Cuando Tamara entro en la pequeña casa se sintió inundada por ese horrible y conocido olor, instintivamente corrió hacia la cocina sin cerrar la puerta y abriendo todas las ventanas que encontró a su paso. No vio nada más. Efectivamente el fogón trasero estaba abierto y sin llama, lo apagó.
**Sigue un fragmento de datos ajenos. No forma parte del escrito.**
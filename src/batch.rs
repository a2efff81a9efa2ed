//! Batch ingestion over a fixed index range, and manifest import.
//!
//! A batch run fans the requested indices out to a bounded pool of
//! coordinator calls. Pages are started in ascending order; completion order
//! is whatever the workers produce. Per-page failures only show up in the
//! counts, so re-running the same range is always safe and picks up where an
//! interrupted run stopped.

use anyhow::{Context, Result};
use futures::future;
use futures::stream::{self, StreamExt};
use serde::Deserialize;
use std::ops::Range;
use std::path::Path;
use std::sync::Arc;
use tokio_util::sync::CancellationToken;
use tracing::{error, info};

use crate::config::Config;
use crate::coordinator::{build_record, IngestionCoordinator, PageArtifacts, RecordLimits};
use crate::error::PipelineError;
use crate::models::{IngestOutcome, NewRecord, RunReport};
use crate::progress::{ProgressEvent, ProgressMode, ProgressReporter};
use crate::repository::{Repository, SqliteRepository};

/// Records per transaction when importing a manifest.
pub const IMPORT_BATCH_SIZE: usize = 500;

/// Ingests `indices` through the coordinator with at most `workers` pages in flight.
pub async fn run_batch(
    coordinator: &IngestionCoordinator,
    source_id: &str,
    indices: Vec<u32>,
    workers: usize,
    reporter: &dyn ProgressReporter,
    progress_every: u64,
) -> Result<RunReport, PipelineError> {
    let total = indices.len() as u64;
    let mut report = RunReport::default();

    ingest_indices(
        coordinator,
        source_id,
        indices,
        workers,
        &CancellationToken::new(),
        |_, outcome| {
            report.record(outcome);
            if progress_every > 0 && report.processed % progress_every == 0 {
                reporter.report(ProgressEvent::Pages {
                    source: source_id.to_string(),
                    n: report.processed,
                    total,
                    inserted: report.inserted,
                });
            }
        },
    )
    .await?;

    Ok(report)
}

/// Worker pool shared by batch and watch runs. Once `cancel` fires no
/// further page is started; pages already in flight run to completion.
pub(crate) async fn ingest_indices<F>(
    coordinator: &IngestionCoordinator,
    source_id: &str,
    indices: Vec<u32>,
    workers: usize,
    cancel: &CancellationToken,
    mut on_outcome: F,
) -> Result<(), PipelineError>
where
    F: FnMut(u32, &IngestOutcome),
{
    let mut outcomes = stream::iter(indices)
        .take_while(|_| future::ready(!cancel.is_cancelled()))
        .map(|index| async move { (index, coordinator.ingest_page(source_id, index).await) })
        .buffer_unordered(workers.max(1));

    while let Some((index, outcome)) = outcomes.next().await {
        on_outcome(index, &outcome?);
    }
    Ok(())
}

/// Clamps an optional `[start, end)` request to the source's page count.
pub fn resolve_range(
    page_count: u32,
    start: Option<u32>,
    end: Option<u32>,
) -> Result<Range<u32>, PipelineError> {
    let start = start.unwrap_or(0);
    let end = end.map_or(page_count, |e| e.min(page_count));
    if start > end {
        return Err(PipelineError::InvalidRequest(format!(
            "start {} is past end {} (source has {} pages)",
            start, end, page_count
        )));
    }
    Ok(start..end)
}

/// `pcat ingest <source>`: one pass over `[start, end)`.
pub async fn run_ingest(
    config: &Config,
    source_id: &str,
    start: Option<u32>,
    end: Option<u32>,
    mode: ProgressMode,
) -> Result<()> {
    let repository = Arc::new(SqliteRepository::open(config).await?);
    let coordinator = IngestionCoordinator::from_config(config, repository.clone())?;

    let page_count = coordinator.source().page_count(source_id).await?;
    let range = resolve_range(page_count, start, end)?;
    info!(source = source_id, start = range.start, end = range.end, "starting batch ingest");

    let reporter = mode.reporter();
    let result = run_batch(
        &coordinator,
        source_id,
        range.collect(),
        config.pipeline.workers,
        reporter.as_ref(),
        config.pipeline.progress_every,
    )
    .await;
    repository.close().await;

    let report = match result {
        Ok(report) => report,
        Err(e) => {
            error!(source = source_id, error = %e, "batch ingest aborted");
            return Err(e.into());
        }
    };

    println!("ingest {}", source_id);
    print_report(&report);
    println!("ok");
    Ok(())
}

pub(crate) fn print_report(report: &RunReport) {
    println!("  processed: {}", report.processed);
    println!("  inserted: {}", report.inserted);
    println!("  skipped: {}", report.skipped);
    if report.failed > 0 {
        println!("  failed (will retry on next run): {}", report.failed);
    }
}

/// One page as listed in the producer's extraction manifest.
#[derive(Debug, Clone, Deserialize)]
pub struct ManifestEntry {
    pub source_pdf: String,
    pub page_number: u32,
    pub file_path: String,
    #[serde(default)]
    pub thumbnail_path: Option<String>,
    #[serde(default)]
    pub ocr_text: Option<String>,
}

impl ManifestEntry {
    fn to_record(&self, limits: &RecordLimits) -> NewRecord {
        build_record(
            limits,
            &self.source_pdf,
            self.page_number,
            self.ocr_text.as_deref(),
            PageArtifacts {
                artifact_path: Some(self.file_path.clone()),
                thumbnail_path: self.thumbnail_path.clone(),
                content_sha256: None,
            },
        )
    }
}

/// Inserts manifest entries in chunks of [`IMPORT_BATCH_SIZE`]. Entries whose
/// natural key already exists count as skipped.
pub async fn import_entries(
    repository: &dyn Repository,
    limits: &RecordLimits,
    entries: &[ManifestEntry],
    reporter: &dyn ProgressReporter,
) -> Result<RunReport, PipelineError> {
    let mut report = RunReport::default();
    let total = entries.len() as u64;

    for chunk in entries.chunks(IMPORT_BATCH_SIZE) {
        let records: Vec<NewRecord> = chunk.iter().map(|e| e.to_record(limits)).collect();
        let inserted = repository.batch_insert_if_absent(&records).await?;
        report.processed += records.len() as u64;
        report.inserted += inserted;
        report.skipped += records.len() as u64 - inserted;

        reporter.report(ProgressEvent::Pages {
            source: "manifest".to_string(),
            n: report.processed,
            total,
            inserted: report.inserted,
        });
    }

    Ok(report)
}

/// `pcat import <manifest.json>`.
pub async fn run_import(config: &Config, manifest: &Path, mode: ProgressMode) -> Result<()> {
    let content = std::fs::read_to_string(manifest)
        .with_context(|| format!("Failed to read manifest: {}", manifest.display()))?;
    let entries: Vec<ManifestEntry> =
        serde_json::from_str(&content).with_context(|| "Failed to parse manifest")?;
    let limits = RecordLimits::from_config(&config.pipeline)?;

    let repository = SqliteRepository::open(config).await?;
    let reporter = mode.reporter();
    let result = import_entries(&repository, &limits, &entries, reporter.as_ref()).await;
    repository.close().await;
    let report = result?;

    println!("import {}", manifest.display());
    print_report(&report);
    println!("ok");
    Ok(())
}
Se devolvió corriendo al living y vio la escena, era hermosa, una mesa llena de cosas deliciosas y antiguas, cosas que la llevaban a un pasado divertido y lleno de familiares felices, una guirnalda antigua que le daba la bienvenida a ella y a nadie más que a ella y sobre el sofá los cuerpos inertes y bellos de la pareja que simbolizaba el amor absoluto para ella en la tierra. Estaban fundidos en un abrazo tierno y suave y distribuían su peso de manera que cada uno sostenía en parte al otro, sus rostros cercanos a punto de tocarse mostraban una tranquilidad de otro plano, algo celestial. Tamara los miró sonriente, alegre a pesar de tener la certeza de que ya no estaban ahí o probablemente sí pero más cerca de ella que del sofá, lloró pero no sufrió, definitivamente era el mejor regalo que la cuarentena les podría haber dado, recordar, valorar, reír y llorar los mejores días de sus vidas.